### [WHAT IS EXPECTED]
Collect the lines of the entries where "Electron" shows up.

[Records from a data collection]

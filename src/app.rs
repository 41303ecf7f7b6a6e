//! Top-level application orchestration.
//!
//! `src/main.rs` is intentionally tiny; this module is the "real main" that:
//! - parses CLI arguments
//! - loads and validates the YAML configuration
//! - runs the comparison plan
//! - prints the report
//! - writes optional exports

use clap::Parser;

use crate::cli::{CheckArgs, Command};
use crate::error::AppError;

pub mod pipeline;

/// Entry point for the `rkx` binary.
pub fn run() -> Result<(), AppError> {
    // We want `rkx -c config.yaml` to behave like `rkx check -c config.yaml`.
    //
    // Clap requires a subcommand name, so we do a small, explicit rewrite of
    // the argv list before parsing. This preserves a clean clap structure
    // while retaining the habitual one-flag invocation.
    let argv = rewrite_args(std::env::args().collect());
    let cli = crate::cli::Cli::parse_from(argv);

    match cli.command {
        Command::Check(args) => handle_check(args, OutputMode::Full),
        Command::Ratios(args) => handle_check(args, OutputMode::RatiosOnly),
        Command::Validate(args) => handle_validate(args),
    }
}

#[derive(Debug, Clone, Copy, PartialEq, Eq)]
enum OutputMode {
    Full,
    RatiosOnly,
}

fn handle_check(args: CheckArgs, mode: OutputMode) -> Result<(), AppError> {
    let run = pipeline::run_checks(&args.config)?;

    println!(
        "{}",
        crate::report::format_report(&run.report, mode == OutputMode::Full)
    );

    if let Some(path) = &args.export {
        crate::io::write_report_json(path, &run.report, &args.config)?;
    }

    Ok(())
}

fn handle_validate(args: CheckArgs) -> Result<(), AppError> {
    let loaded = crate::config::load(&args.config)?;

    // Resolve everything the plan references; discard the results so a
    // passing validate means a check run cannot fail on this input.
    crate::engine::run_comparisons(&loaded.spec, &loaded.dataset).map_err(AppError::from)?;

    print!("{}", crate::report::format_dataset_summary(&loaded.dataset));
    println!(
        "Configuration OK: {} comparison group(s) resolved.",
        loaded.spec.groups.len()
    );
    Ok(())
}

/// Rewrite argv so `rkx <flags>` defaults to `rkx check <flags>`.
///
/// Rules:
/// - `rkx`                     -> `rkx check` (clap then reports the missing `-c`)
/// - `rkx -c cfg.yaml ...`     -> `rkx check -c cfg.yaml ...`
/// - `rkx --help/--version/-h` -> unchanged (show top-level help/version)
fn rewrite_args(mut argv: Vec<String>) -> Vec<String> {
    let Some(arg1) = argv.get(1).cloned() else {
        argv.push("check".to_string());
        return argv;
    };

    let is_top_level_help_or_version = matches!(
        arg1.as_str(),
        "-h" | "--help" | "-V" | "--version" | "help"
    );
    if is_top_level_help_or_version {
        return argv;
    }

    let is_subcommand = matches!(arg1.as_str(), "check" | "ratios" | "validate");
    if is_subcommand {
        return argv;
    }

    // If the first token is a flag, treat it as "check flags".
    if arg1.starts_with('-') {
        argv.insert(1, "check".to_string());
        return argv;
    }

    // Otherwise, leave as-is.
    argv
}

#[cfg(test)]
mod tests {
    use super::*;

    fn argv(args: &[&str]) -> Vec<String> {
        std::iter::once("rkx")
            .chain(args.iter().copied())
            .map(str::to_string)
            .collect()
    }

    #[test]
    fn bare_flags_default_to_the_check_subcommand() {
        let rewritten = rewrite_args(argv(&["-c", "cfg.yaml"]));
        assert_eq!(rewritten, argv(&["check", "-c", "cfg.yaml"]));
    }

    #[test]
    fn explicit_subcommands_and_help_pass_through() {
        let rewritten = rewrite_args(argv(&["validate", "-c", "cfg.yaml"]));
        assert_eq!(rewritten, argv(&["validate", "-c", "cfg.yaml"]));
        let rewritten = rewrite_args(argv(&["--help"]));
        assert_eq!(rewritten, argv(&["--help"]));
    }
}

...

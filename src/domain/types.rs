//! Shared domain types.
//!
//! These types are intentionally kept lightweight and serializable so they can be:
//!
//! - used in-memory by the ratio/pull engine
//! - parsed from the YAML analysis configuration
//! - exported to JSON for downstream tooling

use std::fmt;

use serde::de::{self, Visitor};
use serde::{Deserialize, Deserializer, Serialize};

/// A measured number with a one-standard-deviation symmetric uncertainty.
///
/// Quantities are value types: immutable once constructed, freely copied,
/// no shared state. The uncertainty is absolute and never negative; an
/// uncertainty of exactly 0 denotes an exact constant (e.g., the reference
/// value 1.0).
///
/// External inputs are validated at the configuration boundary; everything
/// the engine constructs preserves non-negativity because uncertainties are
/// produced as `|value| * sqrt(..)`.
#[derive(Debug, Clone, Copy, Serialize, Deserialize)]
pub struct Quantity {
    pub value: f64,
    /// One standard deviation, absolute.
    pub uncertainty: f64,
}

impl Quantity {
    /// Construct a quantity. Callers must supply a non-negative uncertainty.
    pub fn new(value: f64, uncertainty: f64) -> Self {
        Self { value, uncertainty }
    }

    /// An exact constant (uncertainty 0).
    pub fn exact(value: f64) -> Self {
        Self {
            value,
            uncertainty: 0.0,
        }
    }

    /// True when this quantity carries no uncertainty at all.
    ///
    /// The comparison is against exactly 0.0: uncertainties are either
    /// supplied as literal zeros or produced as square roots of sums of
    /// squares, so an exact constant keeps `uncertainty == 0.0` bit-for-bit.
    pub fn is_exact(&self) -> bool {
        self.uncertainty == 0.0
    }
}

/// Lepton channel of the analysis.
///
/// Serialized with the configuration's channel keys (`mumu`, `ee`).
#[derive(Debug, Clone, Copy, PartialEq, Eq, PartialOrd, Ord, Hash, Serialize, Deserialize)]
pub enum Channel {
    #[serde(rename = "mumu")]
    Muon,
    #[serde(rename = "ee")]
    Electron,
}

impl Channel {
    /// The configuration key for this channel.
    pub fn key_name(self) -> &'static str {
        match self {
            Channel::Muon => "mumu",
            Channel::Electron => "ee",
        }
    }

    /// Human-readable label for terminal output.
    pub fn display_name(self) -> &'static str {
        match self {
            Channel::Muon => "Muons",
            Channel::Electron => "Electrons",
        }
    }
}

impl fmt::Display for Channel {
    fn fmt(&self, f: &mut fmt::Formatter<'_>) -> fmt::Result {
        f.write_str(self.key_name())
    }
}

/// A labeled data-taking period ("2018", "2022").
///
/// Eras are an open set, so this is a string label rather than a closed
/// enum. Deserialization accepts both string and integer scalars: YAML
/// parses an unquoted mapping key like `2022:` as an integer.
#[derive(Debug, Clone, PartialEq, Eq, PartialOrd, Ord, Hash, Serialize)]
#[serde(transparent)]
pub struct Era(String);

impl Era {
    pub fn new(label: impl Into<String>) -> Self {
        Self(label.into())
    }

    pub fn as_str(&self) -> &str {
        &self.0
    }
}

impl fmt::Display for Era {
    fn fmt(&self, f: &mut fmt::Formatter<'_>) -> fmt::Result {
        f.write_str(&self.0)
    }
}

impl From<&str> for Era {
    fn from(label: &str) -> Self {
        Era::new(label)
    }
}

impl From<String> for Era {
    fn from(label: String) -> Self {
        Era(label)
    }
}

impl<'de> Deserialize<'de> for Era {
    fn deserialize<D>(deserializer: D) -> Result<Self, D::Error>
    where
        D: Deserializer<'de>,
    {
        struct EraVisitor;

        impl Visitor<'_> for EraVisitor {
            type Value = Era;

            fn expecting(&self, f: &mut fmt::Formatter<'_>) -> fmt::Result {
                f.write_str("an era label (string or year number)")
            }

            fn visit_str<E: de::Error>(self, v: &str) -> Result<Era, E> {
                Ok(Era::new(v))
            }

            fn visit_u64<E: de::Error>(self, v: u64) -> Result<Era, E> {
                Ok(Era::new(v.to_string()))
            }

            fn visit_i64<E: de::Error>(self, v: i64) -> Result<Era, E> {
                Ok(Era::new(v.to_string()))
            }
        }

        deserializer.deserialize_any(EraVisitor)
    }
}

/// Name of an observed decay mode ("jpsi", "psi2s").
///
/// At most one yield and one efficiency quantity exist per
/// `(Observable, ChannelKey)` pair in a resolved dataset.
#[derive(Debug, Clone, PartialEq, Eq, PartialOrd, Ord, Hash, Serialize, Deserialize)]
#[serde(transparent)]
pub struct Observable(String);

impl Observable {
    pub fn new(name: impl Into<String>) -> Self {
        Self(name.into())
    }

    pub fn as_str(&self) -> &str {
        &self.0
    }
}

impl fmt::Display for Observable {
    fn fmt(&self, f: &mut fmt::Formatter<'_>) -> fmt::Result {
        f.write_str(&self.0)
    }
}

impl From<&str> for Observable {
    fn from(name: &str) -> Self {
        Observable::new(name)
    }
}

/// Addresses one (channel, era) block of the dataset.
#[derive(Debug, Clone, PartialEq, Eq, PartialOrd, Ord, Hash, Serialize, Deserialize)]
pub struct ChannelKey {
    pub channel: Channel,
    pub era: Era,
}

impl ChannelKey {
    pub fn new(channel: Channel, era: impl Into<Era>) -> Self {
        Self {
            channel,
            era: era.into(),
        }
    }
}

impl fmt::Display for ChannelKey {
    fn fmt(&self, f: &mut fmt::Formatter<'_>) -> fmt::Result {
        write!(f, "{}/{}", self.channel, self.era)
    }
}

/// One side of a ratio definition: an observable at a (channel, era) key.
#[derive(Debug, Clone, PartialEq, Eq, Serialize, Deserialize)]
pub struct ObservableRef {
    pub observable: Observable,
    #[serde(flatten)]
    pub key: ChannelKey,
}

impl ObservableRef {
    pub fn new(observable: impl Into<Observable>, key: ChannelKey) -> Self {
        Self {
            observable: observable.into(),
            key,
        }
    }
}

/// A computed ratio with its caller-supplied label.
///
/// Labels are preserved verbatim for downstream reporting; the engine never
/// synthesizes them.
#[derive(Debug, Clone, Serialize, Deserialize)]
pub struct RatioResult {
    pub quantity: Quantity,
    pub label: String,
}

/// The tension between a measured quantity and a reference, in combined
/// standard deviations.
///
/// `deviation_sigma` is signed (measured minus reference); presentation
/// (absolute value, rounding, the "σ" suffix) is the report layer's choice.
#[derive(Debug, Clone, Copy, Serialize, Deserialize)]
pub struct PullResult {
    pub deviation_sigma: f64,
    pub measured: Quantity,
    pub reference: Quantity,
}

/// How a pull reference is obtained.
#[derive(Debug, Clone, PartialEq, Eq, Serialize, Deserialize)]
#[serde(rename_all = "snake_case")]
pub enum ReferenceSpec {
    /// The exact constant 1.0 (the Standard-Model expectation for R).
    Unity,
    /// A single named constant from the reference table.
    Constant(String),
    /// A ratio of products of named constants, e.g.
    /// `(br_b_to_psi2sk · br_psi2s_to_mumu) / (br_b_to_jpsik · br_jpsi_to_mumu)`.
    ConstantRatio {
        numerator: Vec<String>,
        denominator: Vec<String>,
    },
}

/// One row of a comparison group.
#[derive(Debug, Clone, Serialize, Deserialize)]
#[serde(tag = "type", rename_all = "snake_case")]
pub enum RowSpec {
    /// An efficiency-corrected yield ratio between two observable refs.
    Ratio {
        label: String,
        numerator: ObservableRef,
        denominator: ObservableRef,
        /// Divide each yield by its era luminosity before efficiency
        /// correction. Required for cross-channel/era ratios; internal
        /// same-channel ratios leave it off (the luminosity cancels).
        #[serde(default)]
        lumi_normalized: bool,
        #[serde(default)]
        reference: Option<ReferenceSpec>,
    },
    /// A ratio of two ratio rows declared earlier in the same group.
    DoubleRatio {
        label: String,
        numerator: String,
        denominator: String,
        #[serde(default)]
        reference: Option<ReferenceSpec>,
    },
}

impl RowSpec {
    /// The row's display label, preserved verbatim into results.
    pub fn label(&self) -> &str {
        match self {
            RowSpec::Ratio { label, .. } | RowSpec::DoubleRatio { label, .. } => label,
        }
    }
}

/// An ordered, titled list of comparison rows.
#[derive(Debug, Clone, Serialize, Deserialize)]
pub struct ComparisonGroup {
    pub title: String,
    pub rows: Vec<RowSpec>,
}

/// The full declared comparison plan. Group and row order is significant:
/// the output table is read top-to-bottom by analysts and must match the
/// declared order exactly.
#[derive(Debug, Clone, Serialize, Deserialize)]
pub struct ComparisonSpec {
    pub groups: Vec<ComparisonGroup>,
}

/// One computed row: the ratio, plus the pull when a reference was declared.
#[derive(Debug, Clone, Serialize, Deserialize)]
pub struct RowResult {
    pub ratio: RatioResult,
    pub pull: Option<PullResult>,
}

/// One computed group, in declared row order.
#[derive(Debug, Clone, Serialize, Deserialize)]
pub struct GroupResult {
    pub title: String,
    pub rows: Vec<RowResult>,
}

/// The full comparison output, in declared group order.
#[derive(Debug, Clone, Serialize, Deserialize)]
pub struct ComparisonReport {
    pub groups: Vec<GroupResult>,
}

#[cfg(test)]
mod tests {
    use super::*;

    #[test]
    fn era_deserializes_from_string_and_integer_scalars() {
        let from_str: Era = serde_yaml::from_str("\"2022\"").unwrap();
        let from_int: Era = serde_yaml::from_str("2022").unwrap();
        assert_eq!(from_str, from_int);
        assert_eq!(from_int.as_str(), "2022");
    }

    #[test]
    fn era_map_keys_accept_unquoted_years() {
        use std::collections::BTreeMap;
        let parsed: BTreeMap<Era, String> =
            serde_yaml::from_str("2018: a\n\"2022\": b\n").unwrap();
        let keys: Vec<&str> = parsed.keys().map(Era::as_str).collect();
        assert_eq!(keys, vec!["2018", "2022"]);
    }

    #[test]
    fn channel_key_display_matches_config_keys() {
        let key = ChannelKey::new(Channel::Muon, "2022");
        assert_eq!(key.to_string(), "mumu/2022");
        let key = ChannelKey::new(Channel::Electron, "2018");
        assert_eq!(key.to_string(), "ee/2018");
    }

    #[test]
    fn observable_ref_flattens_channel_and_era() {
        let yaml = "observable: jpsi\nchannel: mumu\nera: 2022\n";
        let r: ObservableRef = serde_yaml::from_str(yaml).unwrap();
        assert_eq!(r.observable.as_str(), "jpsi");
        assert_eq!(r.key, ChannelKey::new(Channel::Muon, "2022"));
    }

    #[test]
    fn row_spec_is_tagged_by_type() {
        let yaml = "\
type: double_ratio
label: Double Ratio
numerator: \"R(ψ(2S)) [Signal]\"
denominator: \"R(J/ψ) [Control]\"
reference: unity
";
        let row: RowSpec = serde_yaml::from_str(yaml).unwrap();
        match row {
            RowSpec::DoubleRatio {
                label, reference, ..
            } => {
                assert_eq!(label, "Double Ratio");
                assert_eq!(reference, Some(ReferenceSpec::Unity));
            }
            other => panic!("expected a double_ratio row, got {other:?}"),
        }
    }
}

---

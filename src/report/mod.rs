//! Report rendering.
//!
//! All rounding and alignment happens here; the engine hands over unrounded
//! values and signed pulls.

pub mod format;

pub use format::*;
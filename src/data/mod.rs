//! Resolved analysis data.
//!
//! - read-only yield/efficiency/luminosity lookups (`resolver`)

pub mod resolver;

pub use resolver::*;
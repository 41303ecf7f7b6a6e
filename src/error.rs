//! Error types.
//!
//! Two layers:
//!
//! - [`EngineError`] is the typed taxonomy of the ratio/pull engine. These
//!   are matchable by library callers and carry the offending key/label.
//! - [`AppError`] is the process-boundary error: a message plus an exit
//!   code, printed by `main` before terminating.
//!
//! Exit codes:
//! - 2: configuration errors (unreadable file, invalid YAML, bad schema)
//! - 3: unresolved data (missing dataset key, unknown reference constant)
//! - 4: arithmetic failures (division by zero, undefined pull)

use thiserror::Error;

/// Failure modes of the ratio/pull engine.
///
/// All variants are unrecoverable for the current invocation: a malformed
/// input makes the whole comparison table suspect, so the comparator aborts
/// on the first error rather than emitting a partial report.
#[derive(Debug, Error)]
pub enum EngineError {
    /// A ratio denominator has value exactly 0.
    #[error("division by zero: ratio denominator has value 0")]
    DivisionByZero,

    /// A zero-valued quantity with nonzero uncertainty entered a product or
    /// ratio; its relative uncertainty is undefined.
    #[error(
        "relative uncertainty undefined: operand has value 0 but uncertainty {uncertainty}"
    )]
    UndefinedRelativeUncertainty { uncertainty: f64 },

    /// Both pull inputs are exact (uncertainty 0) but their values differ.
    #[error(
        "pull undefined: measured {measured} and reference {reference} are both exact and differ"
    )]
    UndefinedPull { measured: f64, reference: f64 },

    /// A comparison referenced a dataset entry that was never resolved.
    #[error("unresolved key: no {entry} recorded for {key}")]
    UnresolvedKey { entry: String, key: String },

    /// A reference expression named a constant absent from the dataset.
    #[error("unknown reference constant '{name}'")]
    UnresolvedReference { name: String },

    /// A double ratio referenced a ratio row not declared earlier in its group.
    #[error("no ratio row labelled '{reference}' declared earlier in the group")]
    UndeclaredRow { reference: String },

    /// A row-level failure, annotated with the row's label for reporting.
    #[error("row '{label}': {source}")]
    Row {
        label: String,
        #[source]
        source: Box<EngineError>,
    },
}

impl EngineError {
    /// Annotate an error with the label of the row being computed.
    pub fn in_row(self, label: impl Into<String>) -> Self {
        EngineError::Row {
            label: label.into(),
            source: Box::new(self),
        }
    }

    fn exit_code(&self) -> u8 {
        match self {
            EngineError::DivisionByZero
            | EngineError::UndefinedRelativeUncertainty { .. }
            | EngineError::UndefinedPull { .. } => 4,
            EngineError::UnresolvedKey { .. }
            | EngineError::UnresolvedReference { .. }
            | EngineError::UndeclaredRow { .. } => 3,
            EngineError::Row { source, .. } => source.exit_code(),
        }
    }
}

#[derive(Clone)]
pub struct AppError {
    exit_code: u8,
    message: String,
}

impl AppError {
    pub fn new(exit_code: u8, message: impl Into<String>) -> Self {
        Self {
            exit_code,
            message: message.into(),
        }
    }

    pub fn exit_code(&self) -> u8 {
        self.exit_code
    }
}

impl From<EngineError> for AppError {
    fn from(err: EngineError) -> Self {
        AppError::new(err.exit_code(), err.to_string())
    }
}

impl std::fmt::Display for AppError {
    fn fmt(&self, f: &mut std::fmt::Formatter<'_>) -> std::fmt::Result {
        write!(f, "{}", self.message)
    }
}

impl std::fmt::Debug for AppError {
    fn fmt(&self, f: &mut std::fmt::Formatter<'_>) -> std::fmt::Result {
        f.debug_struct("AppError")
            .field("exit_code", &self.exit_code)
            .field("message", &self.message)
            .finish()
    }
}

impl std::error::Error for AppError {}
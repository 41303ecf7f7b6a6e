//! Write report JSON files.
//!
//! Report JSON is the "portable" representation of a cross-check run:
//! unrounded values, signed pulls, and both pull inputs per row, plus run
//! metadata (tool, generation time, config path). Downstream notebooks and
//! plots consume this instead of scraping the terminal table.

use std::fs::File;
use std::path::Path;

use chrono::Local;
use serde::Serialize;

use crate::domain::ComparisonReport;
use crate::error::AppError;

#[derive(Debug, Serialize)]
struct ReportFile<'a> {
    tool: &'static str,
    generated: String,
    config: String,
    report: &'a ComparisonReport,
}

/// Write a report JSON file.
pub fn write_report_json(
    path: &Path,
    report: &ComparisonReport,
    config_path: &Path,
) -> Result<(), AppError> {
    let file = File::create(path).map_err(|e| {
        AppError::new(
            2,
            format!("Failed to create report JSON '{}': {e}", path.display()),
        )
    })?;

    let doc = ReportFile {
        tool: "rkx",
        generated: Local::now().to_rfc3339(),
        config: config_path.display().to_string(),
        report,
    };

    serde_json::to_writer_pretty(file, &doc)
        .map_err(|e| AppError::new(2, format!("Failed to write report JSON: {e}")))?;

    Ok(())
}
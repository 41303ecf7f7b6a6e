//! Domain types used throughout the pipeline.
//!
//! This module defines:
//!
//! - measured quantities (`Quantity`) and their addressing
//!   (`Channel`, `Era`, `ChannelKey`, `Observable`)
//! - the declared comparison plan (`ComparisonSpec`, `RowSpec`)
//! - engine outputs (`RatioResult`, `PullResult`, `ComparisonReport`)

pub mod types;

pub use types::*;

### [ANSWER TO THE PROBLEM]
    Electron,
            Channel::Electron => "ee",
            Channel::Electron => "Electrons",
        let key = ChannelKey::new(Channel::Electron, "2018");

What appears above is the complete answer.